Whoever conjured up ‘this bawdy Poggies ghost’, Joseph Hall believed that works of ‘heroic poesy’ with sexual subject matter, full of hyphenated adjectives, where many lines begin with ‘But’ or ‘O’, fronted by a request for guidance from Phoebus/Apollo, and/or mirroring whole pages of Petrarch, were written by someone he calls Labeo, and published under another person’s name. If there are other works of the period that have all of these characteristics, no-one has yet named them.

But if orthodox scholars feel Hall leaves the identification open, John Marston, answering Hall in The Metamorphosis of Pigmalion’s Image and Certain Satires (1598), pinpoints Venus and Adonis as the target of Hall’s criticism, paraphrasing two lines of it in a reference to Labeo:

So Labeo did complain his love was stone,
Obdurate, flinty, so relentless none:
Yet Lynceus knows, that in the end of this,
He wrought as strange a metamorphosis.

The first two lines reference lines 200-1 of Venus and Adonis:

Art thou obdurate, flinty, hard as steel?
Nay more then flint, for stone at rain relenteth

It was common for writers of the period to near-plagiarise each other, as we have seen, so one could argue that this is all Marston is doing.  However, we should not forget Hall’s Labeo has seven points of correspondence with Shakespeare’s two published works, and Marston’s Labeo ‘did complaine his love was stone’ in exactly the same terms that Adonis does in Shakespeare’s poem.

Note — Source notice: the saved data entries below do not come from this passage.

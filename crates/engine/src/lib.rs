//! # oneka-engine
//!
//! Bayesian inference on the coefficients of the six-term quadratic
//! Oneka discharge-potential model
//!
//! ```text
//!   Phi(x, y) = A dx² + B dy² + C dx dy + D dx + E dy + F,
//!   dx = x - Xo, dy = y - Yo
//! ```
//!
//! given wells with known discharges and piezometers with Normally
//! distributed head observations. The engine returns the posterior
//! mean vector and covariance matrix of `(A, B, C, D, E, F)` together
//! with a requested number of equiprobable Monte-Carlo realizations.
//!
//! # Pipeline
//!
//! ```text
//!  ┌──────────────┐     ┌─────────────────┐     ┌──────────────────┐
//!  │  assemble     │────▶│  posterior      │────▶│  realizations    │
//!  │  (A, b)       │     │  (AᵀA)⁻¹, lsq   │     │  N(mu, Sigma)    │
//!  └──────────────┘     └─────────────────┘     └──────────────────┘
//! ```
//!
//! # Quick start
//!
//! ```rust
//! use oneka_engine::{Aquifer, OnekaInput, Piezometer, Well, infer};
//! use oneka_gaussian::GaussianRng;
//!
//! // Eight observation points on the corners and edge midpoints of a
//! // square around one pumping well. (Points on a circle would make
//! // the quadratic basis rank-deficient.)
//! let ring = [
//!     (100.0, 0.0), (100.0, 100.0), (0.0, 100.0), (-100.0, 100.0),
//!     (-100.0, 0.0), (-100.0, -100.0), (0.0, -100.0), (100.0, -100.0),
//! ];
//! let input = OnekaInput {
//!     aquifer: Aquifer { conductivity: 1.0, thickness: 50.0, base: 0.0 },
//!     wells: vec![Well { x: 0.0, y: 0.0, discharge: 30.0 }],
//!     piezometers: ring
//!         .iter()
//!         .enumerate()
//!         .map(|(i, &(x, y))| Piezometer {
//!             x,
//!             y,
//!             head_mean: 45.0 + i as f64,
//!             head_std: 1.0,
//!         })
//!         .collect(),
//!     origin: (0.0, 0.0),
//!     n_sims: 10,
//! };
//!
//! let mut source = GaussianRng::seeded(42);
//! let posterior = infer(&input, &mut source).unwrap();
//! assert_eq!(posterior.realizations().rows(), 10);
//! ```

mod assemble;
mod engine;
mod error;
mod input;
mod posterior;

pub use engine::infer;
pub use error::EngineError;
pub use input::{Aquifer, N_COEFFICIENTS, OnekaInput, Piezometer, Well};
pub use posterior::Posterior;
//! Unary, scalar/matrix and matrix/matrix element-wise arithmetic.
//!
//! Every routine returns a freshly allocated result, so the caller may
//! assign it over one of the inputs without an aliasing hazard.

use crate::matrix::Matrix;

/// Returns the transpose of `a`.
pub fn transpose(a: &Matrix) -> Matrix {
    let mut at = Matrix::zeros(a.cols(), a.rows());
    for i in 0..a.rows() {
        for j in 0..a.cols() {
            at.set(j, i, a.get(i, j));
        }
    }
    at
}

/// Returns the element-wise negation of `a`.
pub fn negative(a: &Matrix) -> Matrix {
    let mut c = a.clone();
    for i in 0..c.rows() {
        for j in 0..c.cols() {
            c.set(i, j, -c.get(i, j));
        }
    }
    c
}

/// Returns the n x n identity matrix.
pub fn identity(n: usize) -> Matrix {
    let mut a = Matrix::zeros(n, n);
    for i in 0..n {
        a.set(i, i, 1.0);
    }
    a
}

/// Scalar/matrix addition: every output element is `a + input`.
pub fn add_scalar(a: f64, m: &Matrix) -> Matrix {
    let mut c = m.clone();
    for i in 0..c.rows() {
        for j in 0..c.cols() {
            c.set(i, j, a + m.get(i, j));
        }
    }
    c
}

/// Scalar/matrix multiplication: every output element is `a * input`.
pub fn scale(a: f64, m: &Matrix) -> Matrix {
    let mut c = m.clone();
    for i in 0..c.rows() {
        for j in 0..c.cols() {
            c.set(i, j, a * m.get(i, j));
        }
    }
    c
}

/// Matrix addition `A + B`.
///
/// # Panics
///
/// Panics if the shapes differ.
pub fn add(a: &Matrix, b: &Matrix) -> Matrix {
    assert!(
        a.rows() == b.rows() && a.cols() == b.cols(),
        "add requires matching shapes: {} x {} vs {} x {}",
        a.rows(),
        a.cols(),
        b.rows(),
        b.cols()
    );

    let mut c = a.clone();
    for i in 0..c.rows() {
        for j in 0..c.cols() {
            c.set(i, j, a.get(i, j) + b.get(i, j));
        }
    }
    c
}

/// Matrix subtraction `A - B`.
///
/// # Panics
///
/// Panics if the shapes differ.
pub fn subtract(a: &Matrix, b: &Matrix) -> Matrix {
    assert!(
        a.rows() == b.rows() && a.cols() == b.cols(),
        "subtract requires matching shapes: {} x {} vs {} x {}",
        a.rows(),
        a.cols(),
        b.rows(),
        b.cols()
    );

    let mut c = a.clone();
    for i in 0..c.rows() {
        for j in 0..c.cols() {
            c.set(i, j, a.get(i, j) - b.get(i, j));
        }
    }
    c
}
//! Matrix sums, measures and norms.

use crate::matrix::Matrix;

/// Returns the 1 x n row of column sums of `a`.
///
/// # Panics
///
/// Panics if `a` is empty.
pub fn column_sum(a: &Matrix) -> Matrix {
    assert!(!a.is_empty(), "column_sum requires a non-empty matrix");

    let mut x = Matrix::zeros(1, a.cols());
    for i in 0..a.rows() {
        for j in 0..a.cols() {
            x.set(0, j, x.get(0, j) + a.get(i, j));
        }
    }
    x
}

/// Returns the m x 1 column of row sums of `a`.
///
/// # Panics
///
/// Panics if `a` is empty.
pub fn row_sum(a: &Matrix) -> Matrix {
    assert!(!a.is_empty(), "row_sum requires a non-empty matrix");

    let mut x = Matrix::zeros(a.rows(), 1);
    for i in 0..a.rows() {
        for j in 0..a.cols() {
            x.set(i, 0, x.get(i, 0) + a.get(i, j));
        }
    }
    x
}

/// Sum of the diagonal elements of a square matrix.
///
/// # Panics
///
/// Panics if `a` is empty or not square.
pub fn trace(a: &Matrix) -> f64 {
    assert!(!a.is_empty(), "trace requires a non-empty matrix");
    assert_eq!(a.rows(), a.cols(), "trace requires a square matrix");

    (0..a.rows()).map(|i| a.get(i, i)).sum()
}

/// Maximum absolute value over all elements.
///
/// # Panics
///
/// Panics if `a` is empty.
pub fn max_abs(a: &Matrix) -> f64 {
    assert!(!a.is_empty(), "max_abs requires a non-empty matrix");

    a.base().iter().fold(0.0, |acc, &x| f64::max(acc, x.abs()))
}

/// L1 norm: the maximum absolute column sum.
///
/// # Panics
///
/// Panics if `a` is empty.
pub fn l1_norm(a: &Matrix) -> f64 {
    assert!(!a.is_empty(), "l1_norm requires a non-empty matrix");

    let mut max_col_sum = 0.0;
    for j in 0..a.cols() {
        let sum: f64 = (0..a.rows()).map(|i| a.get(i, j).abs()).sum();
        if sum > max_col_sum {
            max_col_sum = sum;
        }
    }
    max_col_sum
}

/// L-infinity norm: the maximum absolute row sum.
///
/// # Panics
///
/// Panics if `a` is empty.
pub fn linf_norm(a: &Matrix) -> f64 {
    assert!(!a.is_empty(), "linf_norm requires a non-empty matrix");

    let mut max_row_sum = 0.0;
    for i in 0..a.rows() {
        let sum: f64 = (0..a.cols()).map(|j| a.get(i, j).abs()).sum();
        if sum > max_row_sum {
            max_row_sum = sum;
        }
    }
    max_row_sum
}

/// Frobenius norm: the square root of the sum of squared elements.
///
/// # Panics
///
/// Panics if `a` is empty.
pub fn f_norm(a: &Matrix) -> f64 {
    assert!(!a.is_empty(), "f_norm requires a non-empty matrix");

    a.base().iter().map(|&x| x * x).sum::<f64>().sqrt()
}
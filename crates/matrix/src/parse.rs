//! Permissive textual matrix literals.
//!
//! Rows are separated by `;`, columns by `,`. Any token that does not
//! parse as a real number, including the empty token, becomes `0.0`.
//! Rows may be ragged; the matrix takes the widest row and shorter rows
//! are zero-padded on the right. A trailing `;` appends a zero row.
//!
//! ```rust
//! use oneka_matrix::Matrix;
//!
//! let a = Matrix::from_text("1,2,3; 4,5,6");
//! let b = Matrix::from_text("1,,; ,,6");
//! let c = Matrix::from_text("1,2,3; 4,5,6;");
//!
//! assert_eq!((a.rows(), a.cols()), (2, 3));
//! assert_eq!(b.get(0, 1), 0.0);
//! assert_eq!(b.get(1, 2), 6.0);
//! assert_eq!(c.rows(), 3);
//! assert_eq!(c.get(2, 0), 0.0);
//! ```

use crate::matrix::Matrix;

/// Characters a literal may contain. Anything else is a caller bug.
fn legal(c: char) -> bool {
    matches!(c, '-' | '0'..='9' | 'e' | 'E' | '.' | ',' | ';' | ' ' | '\t')
}

impl Matrix {
    /// Parses a permissive row-major matrix literal.
    ///
    /// # Panics
    ///
    /// Panics if `text` contains a character outside the literal
    /// alphabet `{-, 0-9, e, E, ., ',', ';', space, tab}`.
    pub fn from_text(text: &str) -> Self {
        assert!(
            text.chars().all(legal),
            "matrix literal contains a character outside the legal alphabet: {text:?}"
        );

        let rows: Vec<Vec<f64>> = text
            .split(';')
            .map(|row| {
                row.split(',')
                    .map(|token| token.trim_matches([' ', '\t']).parse::<f64>().unwrap_or(0.0))
                    .collect()
            })
            .collect();

        let n_rows = rows.len();
        let n_cols = rows.iter().map(Vec::len).max().unwrap_or(0);

        let mut out = Matrix::zeros(n_rows, n_cols);
        for (i, row) in rows.iter().enumerate() {
            for (j, &value) in row.iter().enumerate() {
                out.set(i, j, value);
            }
        }
        out
    }
}
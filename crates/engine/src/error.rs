//! Error types for the oneka-engine crate.

/// Error type for all fallible operations in the oneka-engine crate.
///
/// Validation variants are reported before any numerics run; the
/// numerical failure mode is [`EngineError::SingularSystem`].
#[derive(Debug, Clone, Copy, PartialEq, thiserror::Error)]
pub enum EngineError {
    /// Returned when the hydraulic conductivity is zero, negative, or
    /// not finite.
    #[error("hydraulic conductivity must be positive, got {value}")]
    NonPositiveConductivity {
        /// The rejected conductivity value.
        value: f64,
    },

    /// Returned when the aquifer thickness is zero, negative, or not
    /// finite.
    #[error("aquifer thickness must be positive, got {value}")]
    NonPositiveThickness {
        /// The rejected thickness value.
        value: f64,
    },

    /// Returned when fewer piezometers are supplied than the six
    /// coefficients require.
    #[error("got {n} piezometers, need at least {min} to identify six coefficients")]
    InsufficientPiezometers {
        /// Number of piezometers supplied.
        n: usize,
        /// Minimum number required.
        min: usize,
    },

    /// Returned when a piezometer carries a non-positive head standard
    /// deviation.
    #[error("piezometer {index} has non-positive head standard deviation {value}")]
    NonPositiveHeadStd {
        /// Index of the offending piezometer.
        index: usize,
        /// The rejected standard deviation.
        value: f64,
    },

    /// Returned when the weighted regression system has no unique
    /// solution: either the normal-equations inverse or the
    /// least-squares solve failed. Typically caused by collinear
    /// piezometer coordinates.
    #[error("piezometer system is singular; adjust the piezometer set and retry")]
    SingularSystem,
}

#[cfg(test)]
mod tests {
    use super::*;

    #[test]
    fn error_non_positive_conductivity() {
        let err = EngineError::NonPositiveConductivity { value: -1.0 };
        assert_eq!(
            err.to_string(),
            "hydraulic conductivity must be positive, got -1"
        );
    }

    #[test]
    fn error_insufficient_piezometers() {
        let err = EngineError::InsufficientPiezometers { n: 4, min: 6 };
        assert_eq!(
            err.to_string(),
            "got 4 piezometers, need at least 6 to identify six coefficients"
        );
    }

    #[test]
    fn error_non_positive_head_std() {
        let err = EngineError::NonPositiveHeadStd {
            index: 2,
            value: 0.0,
        };
        assert_eq!(
            err.to_string(),
            "piezometer 2 has non-positive head standard deviation 0"
        );
    }

    #[test]
    fn error_singular_system() {
        assert_eq!(
            EngineError::SingularSystem.to_string(),
            "piezometer system is singular; adjust the piezometer set and retry"
        );
    }

    #[test]
    fn error_is_std_error() {
        fn assert_impl<T: std::error::Error>() {}
        assert_impl::<EngineError>();
    }

    #[test]
    fn error_is_send_and_sync() {
        fn assert_impl<T: Send + Sync>() {}
        assert_impl::<EngineError>();
    }
}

The ‘Lynceus’ of Marston’s poem is commonly thought to be Hall. Lynceus means lynx-eyed.  The original Lynceus was an argonaut who participated in the hunt for the Caledonian boar.  Since the crests of both the Bacon family and the de Vere family contained a wild boar, supporters of the authorship of Sir Francis Bacon and the 17th Earl of Oxford suggest that the choice of the name Lynceus (boar-hunter) for Hall points towards their candidate.  But a wild boar may simply pinpoint the text under debate, since the animal is the source of the culminating tragedy of Venus and Adonis; it is a wild boar that gores Adonis to death.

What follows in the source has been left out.